== Work task ==
Look for the word "RoastResponse" in the entries and copy each line where it appears.

== Dataset content ==
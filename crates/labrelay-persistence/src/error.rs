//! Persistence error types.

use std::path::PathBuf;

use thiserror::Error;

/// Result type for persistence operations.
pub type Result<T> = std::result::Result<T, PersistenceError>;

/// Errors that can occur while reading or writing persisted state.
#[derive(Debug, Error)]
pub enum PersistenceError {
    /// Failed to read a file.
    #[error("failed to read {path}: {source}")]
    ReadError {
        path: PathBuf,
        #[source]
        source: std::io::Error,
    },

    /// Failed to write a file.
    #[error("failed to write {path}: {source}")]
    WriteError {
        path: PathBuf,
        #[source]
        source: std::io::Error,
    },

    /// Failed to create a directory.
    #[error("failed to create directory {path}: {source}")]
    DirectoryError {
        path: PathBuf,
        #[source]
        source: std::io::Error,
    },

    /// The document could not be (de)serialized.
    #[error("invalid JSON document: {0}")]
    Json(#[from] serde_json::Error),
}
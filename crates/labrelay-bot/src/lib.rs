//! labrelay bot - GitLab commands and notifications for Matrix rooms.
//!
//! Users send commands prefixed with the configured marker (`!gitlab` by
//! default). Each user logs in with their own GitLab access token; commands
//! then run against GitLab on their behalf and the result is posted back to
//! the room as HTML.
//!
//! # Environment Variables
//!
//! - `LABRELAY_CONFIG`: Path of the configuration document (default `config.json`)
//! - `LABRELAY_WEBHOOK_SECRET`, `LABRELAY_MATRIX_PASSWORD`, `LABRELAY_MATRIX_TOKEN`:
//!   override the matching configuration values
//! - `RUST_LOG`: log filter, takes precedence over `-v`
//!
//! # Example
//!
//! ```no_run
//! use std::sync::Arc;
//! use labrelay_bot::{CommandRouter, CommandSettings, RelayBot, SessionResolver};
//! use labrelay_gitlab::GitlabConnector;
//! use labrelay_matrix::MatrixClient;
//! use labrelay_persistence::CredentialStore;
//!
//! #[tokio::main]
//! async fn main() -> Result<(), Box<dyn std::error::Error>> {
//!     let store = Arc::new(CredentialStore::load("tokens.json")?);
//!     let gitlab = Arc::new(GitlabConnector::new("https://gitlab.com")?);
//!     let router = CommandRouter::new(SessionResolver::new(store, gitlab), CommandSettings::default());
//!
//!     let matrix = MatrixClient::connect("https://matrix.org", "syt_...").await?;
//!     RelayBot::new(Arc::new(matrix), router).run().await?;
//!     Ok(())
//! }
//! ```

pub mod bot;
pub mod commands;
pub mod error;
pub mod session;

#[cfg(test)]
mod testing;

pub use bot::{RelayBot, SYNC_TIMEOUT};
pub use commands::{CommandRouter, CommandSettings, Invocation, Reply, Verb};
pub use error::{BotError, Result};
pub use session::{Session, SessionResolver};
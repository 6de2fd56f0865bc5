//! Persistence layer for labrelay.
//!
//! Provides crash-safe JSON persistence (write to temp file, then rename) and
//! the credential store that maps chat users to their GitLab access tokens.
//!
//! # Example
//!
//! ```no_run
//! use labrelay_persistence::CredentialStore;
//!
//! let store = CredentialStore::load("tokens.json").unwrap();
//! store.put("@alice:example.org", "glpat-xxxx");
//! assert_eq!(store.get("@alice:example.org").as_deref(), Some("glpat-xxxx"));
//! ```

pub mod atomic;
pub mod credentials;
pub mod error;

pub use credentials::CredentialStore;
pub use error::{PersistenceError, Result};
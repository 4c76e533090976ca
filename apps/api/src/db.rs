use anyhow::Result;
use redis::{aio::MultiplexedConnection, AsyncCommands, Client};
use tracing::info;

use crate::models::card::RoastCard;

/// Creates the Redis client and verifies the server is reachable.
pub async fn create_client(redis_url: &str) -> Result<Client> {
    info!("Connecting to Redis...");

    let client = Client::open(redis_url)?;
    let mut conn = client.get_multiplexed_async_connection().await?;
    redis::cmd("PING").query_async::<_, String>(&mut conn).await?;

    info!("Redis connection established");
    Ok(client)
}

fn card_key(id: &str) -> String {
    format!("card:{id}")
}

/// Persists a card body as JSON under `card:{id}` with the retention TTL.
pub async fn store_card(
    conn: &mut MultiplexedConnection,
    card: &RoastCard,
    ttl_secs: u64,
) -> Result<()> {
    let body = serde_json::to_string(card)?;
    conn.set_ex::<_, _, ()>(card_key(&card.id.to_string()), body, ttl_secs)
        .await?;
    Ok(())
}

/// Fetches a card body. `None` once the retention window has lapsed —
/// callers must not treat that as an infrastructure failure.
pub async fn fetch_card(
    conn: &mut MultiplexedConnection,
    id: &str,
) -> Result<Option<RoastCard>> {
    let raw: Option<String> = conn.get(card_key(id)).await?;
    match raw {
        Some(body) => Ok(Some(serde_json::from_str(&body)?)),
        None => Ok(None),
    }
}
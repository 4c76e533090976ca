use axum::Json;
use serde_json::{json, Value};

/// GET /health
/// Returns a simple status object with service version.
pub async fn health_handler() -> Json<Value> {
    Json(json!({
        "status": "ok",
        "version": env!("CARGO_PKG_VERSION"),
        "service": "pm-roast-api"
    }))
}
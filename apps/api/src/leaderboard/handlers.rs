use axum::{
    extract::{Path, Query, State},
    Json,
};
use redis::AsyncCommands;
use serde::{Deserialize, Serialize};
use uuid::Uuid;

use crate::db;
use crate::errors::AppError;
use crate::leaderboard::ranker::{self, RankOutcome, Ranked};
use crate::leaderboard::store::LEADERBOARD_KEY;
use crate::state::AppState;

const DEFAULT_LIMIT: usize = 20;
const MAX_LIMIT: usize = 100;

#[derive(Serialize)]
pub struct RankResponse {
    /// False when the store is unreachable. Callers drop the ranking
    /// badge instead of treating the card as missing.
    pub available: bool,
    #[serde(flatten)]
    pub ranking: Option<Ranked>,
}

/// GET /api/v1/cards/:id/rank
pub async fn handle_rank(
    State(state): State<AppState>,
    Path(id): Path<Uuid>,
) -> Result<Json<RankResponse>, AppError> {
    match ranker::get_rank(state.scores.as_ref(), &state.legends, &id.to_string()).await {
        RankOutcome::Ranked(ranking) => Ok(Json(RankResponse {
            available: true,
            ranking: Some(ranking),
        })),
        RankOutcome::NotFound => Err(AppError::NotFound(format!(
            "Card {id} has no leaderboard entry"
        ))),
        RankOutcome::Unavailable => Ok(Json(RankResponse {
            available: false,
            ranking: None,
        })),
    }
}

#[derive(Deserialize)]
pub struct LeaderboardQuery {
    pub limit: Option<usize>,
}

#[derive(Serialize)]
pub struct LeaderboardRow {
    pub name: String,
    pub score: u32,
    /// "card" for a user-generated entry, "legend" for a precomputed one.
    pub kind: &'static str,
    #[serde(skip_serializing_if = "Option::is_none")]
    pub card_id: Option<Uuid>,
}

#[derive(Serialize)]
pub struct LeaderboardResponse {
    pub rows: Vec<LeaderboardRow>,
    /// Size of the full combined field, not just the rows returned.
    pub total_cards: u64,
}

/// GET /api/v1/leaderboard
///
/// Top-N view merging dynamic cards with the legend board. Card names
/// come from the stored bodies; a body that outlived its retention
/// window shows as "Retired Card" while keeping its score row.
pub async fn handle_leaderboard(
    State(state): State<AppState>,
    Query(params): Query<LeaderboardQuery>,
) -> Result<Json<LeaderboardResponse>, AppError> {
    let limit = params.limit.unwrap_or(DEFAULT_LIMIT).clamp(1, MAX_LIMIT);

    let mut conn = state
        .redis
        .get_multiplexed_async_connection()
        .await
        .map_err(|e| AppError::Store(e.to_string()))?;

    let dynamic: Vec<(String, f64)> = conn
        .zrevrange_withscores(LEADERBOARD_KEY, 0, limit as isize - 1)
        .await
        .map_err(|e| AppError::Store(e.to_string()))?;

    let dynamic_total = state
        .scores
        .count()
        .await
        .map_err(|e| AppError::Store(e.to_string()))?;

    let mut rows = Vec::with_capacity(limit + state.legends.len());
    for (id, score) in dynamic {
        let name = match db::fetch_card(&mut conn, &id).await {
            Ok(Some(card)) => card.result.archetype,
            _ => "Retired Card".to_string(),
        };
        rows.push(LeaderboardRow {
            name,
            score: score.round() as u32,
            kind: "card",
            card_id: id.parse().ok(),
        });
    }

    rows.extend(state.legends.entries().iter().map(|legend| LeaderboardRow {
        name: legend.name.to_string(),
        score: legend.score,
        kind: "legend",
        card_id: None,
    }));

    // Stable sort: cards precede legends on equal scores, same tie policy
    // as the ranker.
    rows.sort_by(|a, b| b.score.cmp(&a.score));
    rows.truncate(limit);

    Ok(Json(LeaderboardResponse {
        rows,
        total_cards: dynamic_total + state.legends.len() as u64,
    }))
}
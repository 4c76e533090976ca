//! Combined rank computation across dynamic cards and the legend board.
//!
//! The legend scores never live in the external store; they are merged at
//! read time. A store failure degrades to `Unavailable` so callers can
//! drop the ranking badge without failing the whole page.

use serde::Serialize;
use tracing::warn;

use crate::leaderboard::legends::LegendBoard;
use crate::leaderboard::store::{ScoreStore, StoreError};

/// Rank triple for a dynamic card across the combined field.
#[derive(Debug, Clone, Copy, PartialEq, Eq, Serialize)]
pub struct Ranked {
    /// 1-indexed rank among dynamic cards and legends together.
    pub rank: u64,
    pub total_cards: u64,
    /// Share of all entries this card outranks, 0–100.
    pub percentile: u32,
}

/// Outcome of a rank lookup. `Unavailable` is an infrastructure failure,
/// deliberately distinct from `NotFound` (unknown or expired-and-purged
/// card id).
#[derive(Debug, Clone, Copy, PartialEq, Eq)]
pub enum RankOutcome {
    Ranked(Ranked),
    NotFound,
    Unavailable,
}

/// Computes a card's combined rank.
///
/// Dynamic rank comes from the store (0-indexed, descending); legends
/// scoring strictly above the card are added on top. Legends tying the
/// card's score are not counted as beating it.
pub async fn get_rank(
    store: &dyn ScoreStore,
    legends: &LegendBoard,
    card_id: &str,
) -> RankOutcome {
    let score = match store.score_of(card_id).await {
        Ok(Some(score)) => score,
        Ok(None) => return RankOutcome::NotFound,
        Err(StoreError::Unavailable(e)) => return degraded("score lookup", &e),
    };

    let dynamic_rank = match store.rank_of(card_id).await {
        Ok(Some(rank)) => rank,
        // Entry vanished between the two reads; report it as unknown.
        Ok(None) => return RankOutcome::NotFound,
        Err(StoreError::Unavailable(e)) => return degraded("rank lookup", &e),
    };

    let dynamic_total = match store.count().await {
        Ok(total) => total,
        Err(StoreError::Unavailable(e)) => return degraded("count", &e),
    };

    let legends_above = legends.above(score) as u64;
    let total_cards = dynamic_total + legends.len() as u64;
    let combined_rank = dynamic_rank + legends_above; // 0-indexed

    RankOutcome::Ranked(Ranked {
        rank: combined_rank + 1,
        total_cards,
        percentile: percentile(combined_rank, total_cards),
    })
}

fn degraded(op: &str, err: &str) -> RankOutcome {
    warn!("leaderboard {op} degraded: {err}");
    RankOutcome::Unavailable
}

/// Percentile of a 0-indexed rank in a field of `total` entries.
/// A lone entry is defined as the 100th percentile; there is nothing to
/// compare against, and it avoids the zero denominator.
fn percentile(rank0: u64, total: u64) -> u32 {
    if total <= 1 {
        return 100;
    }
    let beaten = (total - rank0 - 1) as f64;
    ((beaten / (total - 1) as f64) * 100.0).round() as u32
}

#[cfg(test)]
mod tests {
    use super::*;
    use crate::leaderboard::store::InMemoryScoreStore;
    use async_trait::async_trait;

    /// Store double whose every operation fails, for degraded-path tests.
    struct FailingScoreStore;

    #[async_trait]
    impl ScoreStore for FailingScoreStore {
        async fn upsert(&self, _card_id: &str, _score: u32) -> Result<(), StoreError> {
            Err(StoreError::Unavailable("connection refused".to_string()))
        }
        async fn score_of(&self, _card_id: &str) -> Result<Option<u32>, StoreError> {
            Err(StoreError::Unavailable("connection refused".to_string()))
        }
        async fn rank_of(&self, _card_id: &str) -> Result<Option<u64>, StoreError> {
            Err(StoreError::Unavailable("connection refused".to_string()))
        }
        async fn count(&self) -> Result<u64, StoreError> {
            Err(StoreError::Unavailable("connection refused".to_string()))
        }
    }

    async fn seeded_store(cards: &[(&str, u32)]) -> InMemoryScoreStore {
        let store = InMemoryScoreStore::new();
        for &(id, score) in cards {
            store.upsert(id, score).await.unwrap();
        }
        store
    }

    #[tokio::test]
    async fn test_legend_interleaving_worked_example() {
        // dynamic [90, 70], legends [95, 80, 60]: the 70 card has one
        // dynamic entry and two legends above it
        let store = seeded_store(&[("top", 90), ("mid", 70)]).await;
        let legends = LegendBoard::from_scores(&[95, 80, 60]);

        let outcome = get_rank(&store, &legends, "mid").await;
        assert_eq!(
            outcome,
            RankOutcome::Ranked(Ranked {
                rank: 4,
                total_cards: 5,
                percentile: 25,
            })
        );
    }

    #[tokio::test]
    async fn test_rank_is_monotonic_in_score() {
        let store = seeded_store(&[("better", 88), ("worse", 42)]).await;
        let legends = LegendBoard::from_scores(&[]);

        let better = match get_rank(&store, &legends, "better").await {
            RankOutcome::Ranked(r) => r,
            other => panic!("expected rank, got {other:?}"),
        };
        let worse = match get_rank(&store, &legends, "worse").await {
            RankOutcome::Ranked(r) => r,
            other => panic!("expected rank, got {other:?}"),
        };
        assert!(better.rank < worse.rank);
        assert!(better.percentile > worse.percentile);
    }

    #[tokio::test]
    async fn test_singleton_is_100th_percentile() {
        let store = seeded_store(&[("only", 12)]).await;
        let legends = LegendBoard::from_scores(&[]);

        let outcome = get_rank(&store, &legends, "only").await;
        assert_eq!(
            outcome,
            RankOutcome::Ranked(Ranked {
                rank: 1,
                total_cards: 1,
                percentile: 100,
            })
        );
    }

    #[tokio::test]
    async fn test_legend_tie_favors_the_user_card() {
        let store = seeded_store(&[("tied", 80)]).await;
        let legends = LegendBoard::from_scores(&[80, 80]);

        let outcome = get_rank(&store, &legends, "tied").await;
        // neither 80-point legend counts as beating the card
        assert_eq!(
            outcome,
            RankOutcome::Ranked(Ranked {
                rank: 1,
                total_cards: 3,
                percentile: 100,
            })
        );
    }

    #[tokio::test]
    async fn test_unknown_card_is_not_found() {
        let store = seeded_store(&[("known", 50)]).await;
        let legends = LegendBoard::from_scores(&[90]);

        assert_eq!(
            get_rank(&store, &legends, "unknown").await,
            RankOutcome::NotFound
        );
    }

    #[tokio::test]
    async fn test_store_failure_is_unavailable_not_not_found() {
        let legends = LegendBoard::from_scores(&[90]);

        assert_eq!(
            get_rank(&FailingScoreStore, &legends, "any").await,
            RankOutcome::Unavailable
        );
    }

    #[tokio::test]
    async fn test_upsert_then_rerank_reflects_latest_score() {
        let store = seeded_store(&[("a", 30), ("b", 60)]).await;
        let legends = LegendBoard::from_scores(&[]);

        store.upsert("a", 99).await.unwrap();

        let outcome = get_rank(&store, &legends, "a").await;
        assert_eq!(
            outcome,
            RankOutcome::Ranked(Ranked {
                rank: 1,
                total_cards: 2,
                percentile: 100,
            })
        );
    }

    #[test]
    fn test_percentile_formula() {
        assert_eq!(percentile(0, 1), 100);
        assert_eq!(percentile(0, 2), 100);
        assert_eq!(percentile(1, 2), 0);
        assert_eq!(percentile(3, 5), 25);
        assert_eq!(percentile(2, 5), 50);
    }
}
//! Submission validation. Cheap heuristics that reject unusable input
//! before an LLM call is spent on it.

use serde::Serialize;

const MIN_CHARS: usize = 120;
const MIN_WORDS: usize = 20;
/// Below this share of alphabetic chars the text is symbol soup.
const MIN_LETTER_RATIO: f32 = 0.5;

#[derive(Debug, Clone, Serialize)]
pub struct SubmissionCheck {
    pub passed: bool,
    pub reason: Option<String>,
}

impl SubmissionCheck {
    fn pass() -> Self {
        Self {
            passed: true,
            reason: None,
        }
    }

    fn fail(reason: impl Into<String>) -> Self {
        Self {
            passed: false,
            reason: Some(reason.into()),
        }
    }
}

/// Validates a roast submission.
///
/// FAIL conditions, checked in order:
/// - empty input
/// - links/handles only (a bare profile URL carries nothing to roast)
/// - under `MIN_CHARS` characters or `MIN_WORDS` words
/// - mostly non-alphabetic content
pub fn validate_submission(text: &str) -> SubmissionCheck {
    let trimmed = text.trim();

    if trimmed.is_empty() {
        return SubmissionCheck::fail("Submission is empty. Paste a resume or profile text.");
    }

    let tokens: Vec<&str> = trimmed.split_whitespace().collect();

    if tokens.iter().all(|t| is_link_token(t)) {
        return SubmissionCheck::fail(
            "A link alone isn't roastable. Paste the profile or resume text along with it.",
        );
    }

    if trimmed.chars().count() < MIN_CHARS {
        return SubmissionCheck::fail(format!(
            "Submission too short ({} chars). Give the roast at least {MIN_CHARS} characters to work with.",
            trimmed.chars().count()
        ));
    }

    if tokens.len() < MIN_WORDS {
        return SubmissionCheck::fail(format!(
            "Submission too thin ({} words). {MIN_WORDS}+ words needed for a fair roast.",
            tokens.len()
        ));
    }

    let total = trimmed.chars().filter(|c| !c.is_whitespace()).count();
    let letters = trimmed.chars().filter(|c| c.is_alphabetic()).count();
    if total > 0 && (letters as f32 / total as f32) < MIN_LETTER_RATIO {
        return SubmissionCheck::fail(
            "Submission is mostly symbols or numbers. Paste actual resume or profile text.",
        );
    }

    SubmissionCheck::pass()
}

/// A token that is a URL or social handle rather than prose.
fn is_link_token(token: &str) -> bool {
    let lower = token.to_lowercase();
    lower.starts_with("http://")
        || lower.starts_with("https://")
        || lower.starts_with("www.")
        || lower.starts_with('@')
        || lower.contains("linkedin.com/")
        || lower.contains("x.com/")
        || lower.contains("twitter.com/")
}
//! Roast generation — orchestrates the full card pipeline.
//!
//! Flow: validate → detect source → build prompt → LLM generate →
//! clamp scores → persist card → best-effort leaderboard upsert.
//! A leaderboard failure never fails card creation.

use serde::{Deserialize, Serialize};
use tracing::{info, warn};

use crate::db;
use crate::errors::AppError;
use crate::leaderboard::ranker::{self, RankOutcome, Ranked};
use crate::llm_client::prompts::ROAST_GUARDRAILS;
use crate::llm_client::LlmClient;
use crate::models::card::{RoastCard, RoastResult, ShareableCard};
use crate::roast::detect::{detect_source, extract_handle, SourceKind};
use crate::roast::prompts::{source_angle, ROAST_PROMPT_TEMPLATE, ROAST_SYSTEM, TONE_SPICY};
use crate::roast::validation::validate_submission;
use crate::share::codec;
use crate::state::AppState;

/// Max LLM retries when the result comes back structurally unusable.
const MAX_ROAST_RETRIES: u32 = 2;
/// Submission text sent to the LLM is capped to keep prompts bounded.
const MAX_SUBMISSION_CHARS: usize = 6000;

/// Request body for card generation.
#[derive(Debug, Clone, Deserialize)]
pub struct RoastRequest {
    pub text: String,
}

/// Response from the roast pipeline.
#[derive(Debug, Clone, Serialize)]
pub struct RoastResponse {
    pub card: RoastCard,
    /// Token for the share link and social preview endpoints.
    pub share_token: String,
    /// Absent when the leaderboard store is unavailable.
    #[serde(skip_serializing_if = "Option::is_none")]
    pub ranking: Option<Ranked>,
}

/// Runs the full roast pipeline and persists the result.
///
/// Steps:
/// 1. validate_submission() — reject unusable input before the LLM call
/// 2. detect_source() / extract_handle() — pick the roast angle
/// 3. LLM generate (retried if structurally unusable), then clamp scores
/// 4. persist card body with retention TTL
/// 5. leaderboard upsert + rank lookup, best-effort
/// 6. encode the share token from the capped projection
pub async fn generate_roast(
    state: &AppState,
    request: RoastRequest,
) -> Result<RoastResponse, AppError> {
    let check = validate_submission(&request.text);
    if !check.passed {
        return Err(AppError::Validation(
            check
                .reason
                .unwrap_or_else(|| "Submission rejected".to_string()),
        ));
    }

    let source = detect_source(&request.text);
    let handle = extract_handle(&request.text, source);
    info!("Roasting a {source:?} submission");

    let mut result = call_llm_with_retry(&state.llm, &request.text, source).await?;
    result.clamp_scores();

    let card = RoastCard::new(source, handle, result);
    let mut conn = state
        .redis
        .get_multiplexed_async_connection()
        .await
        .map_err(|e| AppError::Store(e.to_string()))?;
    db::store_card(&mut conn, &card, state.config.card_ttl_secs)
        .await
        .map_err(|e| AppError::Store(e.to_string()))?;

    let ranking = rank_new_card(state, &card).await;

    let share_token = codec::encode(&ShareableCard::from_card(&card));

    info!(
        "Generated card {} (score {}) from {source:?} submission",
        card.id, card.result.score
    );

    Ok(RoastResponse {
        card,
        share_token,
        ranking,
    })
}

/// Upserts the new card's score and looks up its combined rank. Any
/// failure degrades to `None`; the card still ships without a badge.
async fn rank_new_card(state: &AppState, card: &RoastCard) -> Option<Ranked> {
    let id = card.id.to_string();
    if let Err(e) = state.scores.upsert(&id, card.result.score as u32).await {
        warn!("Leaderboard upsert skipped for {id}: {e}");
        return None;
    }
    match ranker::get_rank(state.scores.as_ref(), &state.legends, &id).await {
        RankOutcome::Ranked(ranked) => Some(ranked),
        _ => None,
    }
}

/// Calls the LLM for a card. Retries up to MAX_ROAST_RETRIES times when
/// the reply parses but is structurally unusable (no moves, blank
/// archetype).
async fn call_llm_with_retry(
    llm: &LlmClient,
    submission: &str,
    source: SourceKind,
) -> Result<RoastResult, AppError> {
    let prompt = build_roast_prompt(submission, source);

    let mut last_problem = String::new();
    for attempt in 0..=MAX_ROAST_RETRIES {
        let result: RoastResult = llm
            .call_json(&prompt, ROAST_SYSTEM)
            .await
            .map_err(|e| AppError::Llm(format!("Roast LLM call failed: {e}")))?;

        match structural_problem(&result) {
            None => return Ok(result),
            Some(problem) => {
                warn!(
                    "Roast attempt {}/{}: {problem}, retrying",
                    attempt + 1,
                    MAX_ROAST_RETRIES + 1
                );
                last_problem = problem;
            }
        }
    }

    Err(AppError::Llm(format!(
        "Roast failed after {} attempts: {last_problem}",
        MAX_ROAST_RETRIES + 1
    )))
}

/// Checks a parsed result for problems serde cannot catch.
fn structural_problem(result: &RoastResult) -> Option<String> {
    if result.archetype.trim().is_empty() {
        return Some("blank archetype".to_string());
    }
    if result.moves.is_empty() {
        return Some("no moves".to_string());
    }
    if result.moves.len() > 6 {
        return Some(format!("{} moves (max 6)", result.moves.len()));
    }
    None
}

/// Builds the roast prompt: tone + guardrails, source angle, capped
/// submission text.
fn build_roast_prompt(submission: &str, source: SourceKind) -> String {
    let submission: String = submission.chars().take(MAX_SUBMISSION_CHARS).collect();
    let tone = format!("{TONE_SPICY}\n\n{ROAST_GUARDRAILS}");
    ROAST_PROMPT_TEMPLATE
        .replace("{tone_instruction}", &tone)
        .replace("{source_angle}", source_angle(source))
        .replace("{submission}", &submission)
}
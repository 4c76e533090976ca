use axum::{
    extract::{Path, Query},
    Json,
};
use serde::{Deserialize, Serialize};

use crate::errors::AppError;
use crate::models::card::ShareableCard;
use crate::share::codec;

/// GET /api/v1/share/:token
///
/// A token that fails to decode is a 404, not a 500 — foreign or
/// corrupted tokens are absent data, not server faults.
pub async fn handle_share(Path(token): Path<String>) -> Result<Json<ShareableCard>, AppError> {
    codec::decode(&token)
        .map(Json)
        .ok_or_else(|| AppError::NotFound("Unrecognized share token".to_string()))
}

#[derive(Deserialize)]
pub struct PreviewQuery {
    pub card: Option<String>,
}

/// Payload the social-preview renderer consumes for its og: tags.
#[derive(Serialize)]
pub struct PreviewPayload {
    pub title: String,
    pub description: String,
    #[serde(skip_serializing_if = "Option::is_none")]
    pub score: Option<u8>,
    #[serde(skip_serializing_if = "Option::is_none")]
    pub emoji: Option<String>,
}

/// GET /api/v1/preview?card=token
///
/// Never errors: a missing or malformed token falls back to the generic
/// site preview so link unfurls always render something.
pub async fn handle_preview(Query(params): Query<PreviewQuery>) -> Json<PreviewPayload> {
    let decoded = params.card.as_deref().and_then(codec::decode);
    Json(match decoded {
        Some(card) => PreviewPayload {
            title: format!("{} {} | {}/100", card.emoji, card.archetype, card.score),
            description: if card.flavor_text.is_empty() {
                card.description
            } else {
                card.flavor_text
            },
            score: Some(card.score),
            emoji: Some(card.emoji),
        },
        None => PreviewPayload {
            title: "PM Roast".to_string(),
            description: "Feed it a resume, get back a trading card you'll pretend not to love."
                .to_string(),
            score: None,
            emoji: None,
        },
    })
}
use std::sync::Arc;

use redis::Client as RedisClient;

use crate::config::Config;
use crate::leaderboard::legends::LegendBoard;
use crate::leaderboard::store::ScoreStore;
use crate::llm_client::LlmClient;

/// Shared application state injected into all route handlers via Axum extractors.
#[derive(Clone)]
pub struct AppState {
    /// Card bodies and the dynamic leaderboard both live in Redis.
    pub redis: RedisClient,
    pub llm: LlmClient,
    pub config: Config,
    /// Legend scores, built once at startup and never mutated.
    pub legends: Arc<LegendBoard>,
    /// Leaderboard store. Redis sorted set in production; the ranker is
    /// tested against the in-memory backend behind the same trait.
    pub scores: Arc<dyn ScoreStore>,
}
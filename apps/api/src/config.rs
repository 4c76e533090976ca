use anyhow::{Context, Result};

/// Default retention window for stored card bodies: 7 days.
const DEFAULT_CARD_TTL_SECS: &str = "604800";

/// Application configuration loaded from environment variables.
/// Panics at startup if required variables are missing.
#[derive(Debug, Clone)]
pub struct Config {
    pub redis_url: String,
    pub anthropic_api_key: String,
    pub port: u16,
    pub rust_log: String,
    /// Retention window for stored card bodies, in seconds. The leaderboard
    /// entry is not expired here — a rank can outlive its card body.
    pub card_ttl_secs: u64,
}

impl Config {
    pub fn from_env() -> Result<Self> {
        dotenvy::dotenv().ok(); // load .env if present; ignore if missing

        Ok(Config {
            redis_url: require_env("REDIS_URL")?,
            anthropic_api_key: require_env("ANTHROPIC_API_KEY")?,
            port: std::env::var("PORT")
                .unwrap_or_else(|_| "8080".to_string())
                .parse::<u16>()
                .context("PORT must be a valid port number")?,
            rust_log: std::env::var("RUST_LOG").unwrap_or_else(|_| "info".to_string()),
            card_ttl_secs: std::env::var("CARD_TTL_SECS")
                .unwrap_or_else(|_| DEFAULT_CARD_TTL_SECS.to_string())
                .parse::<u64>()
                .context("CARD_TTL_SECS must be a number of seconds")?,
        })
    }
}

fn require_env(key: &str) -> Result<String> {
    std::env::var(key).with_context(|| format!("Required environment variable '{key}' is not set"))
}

== Your response ==
pub struct RoastResponse {
) -> Result<RoastResponse, AppError> {
    Ok(RoastResponse {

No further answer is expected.